From the first entry to the last, copy the material exactly as it stands.
# # # # # # #
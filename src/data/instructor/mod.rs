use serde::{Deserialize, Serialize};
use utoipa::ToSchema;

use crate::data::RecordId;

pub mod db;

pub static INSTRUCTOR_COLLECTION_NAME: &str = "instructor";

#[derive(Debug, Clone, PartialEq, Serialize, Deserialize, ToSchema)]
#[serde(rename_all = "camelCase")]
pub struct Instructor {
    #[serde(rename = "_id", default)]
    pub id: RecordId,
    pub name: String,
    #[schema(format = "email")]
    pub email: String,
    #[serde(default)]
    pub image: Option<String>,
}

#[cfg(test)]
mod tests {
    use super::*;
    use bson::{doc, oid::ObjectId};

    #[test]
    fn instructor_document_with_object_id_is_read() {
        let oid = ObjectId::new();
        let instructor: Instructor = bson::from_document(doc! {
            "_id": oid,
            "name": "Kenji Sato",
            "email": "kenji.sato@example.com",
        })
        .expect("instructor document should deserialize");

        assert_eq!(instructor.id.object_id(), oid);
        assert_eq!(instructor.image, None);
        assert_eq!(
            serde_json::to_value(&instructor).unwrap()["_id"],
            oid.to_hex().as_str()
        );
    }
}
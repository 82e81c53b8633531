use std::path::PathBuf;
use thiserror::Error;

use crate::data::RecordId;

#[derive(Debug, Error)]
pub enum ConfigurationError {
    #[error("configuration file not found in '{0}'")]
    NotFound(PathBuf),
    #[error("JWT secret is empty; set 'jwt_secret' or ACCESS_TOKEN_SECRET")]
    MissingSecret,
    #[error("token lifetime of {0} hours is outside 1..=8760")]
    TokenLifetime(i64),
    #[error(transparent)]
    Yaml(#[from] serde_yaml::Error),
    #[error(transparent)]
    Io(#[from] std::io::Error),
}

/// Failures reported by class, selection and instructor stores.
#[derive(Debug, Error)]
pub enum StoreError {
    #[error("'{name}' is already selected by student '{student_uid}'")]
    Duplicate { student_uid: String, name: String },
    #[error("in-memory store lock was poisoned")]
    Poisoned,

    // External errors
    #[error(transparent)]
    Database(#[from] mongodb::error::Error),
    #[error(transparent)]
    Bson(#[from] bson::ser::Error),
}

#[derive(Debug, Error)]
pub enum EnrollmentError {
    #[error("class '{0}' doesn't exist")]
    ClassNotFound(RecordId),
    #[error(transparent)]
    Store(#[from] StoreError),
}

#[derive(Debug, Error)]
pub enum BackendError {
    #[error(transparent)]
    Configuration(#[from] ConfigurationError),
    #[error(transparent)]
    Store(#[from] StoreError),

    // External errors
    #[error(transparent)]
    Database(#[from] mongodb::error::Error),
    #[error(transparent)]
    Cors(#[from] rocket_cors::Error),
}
# # # # # # #
TASK RESPONSE
filename src/data/instructor/mod.rs
use serde::{Deserialize, Serialize};
use utoipa::ToSchema;

use crate::data::RecordId;

pub mod db;

pub static INSTRUCTOR_COLLECTION_NAME: &str = "instructor";

#[derive(Debug, Clone, PartialEq, Serialize, Deserialize, ToSchema)]
#[serde(rename_all = "camelCase")]
pub struct Instructor {
    #[serde(rename = "_id", default)]
    pub id: RecordId,
    pub name: String,
    #[schema(format = "email")]
    pub email: String,
    #[serde(default)]
    pub image: Option<String>,
}

#[cfg(test)]
mod tests {
    use super::*;
    use bson::{doc, oid::ObjectId};

    #[test]
    fn instructor_document_with_object_id_is_read() {
        let oid = ObjectId::new();
        let instructor: Instructor = bson::from_document(doc! {
            "_id": oid,
            "name": "Kenji Sato",
            "email": "kenji.sato@example.com",
        })
        .expect("instructor document should deserialize");

        assert_eq!(instructor.id.object_id(), oid);
        assert_eq!(instructor.image, None);
        assert_eq!(
            serde_json::to_value(&instructor).unwrap()["_id"],
            oid.to_hex().as_str()
        );
    }
}
repository 82e81c53b8633531
use std::path::PathBuf;
use thiserror::Error;

use crate::data::RecordId;

#[derive(Debug, Error)]
pub enum ConfigurationError {
    #[error("configuration file not found in '{0}'")]
    NotFound(PathBuf),
    #[error("JWT secret is empty; set 'jwt_secret' or ACCESS_TOKEN_SECRET")]
    MissingSecret,
    #[error("token lifetime of {0} hours is outside 1..=8760")]
    TokenLifetime(i64),
    #[error(transparent)]
    Yaml(#[from] serde_yaml::Error),
    #[error(transparent)]
    Io(#[from] std::io::Error),
}

/// Failures reported by class, selection and instructor stores.
#[derive(Debug, Error)]
pub enum StoreError {
    #[error("'{name}' is already selected by student '{student_uid}'")]
    Duplicate { student_uid: String, name: String },
    #[error("in-memory store lock was poisoned")]
    Poisoned,

    // External errors
    #[error(transparent)]
    Database(#[from] mongodb::error::Error),
    #[error(transparent)]
    Bson(#[from] bson::ser::Error),
}

#[derive(Debug, Error)]
pub enum EnrollmentError {
    #[error("class '{0}' doesn't exist")]
    ClassNotFound(RecordId),
    #[error(transparent)]
    Store(#[from] StoreError),
}

#[derive(Debug, Error)]
pub enum BackendError {
    #[error(transparent)]
    Configuration(#[from] ConfigurationError),
    #[error(transparent)]
    Store(#[from] StoreError),

    // External errors
    #[error(transparent)]
    Database(#[from] mongodb::error::Error),
    #[error(transparent)]
    Cors(#[from] rocket_cors::Error),
}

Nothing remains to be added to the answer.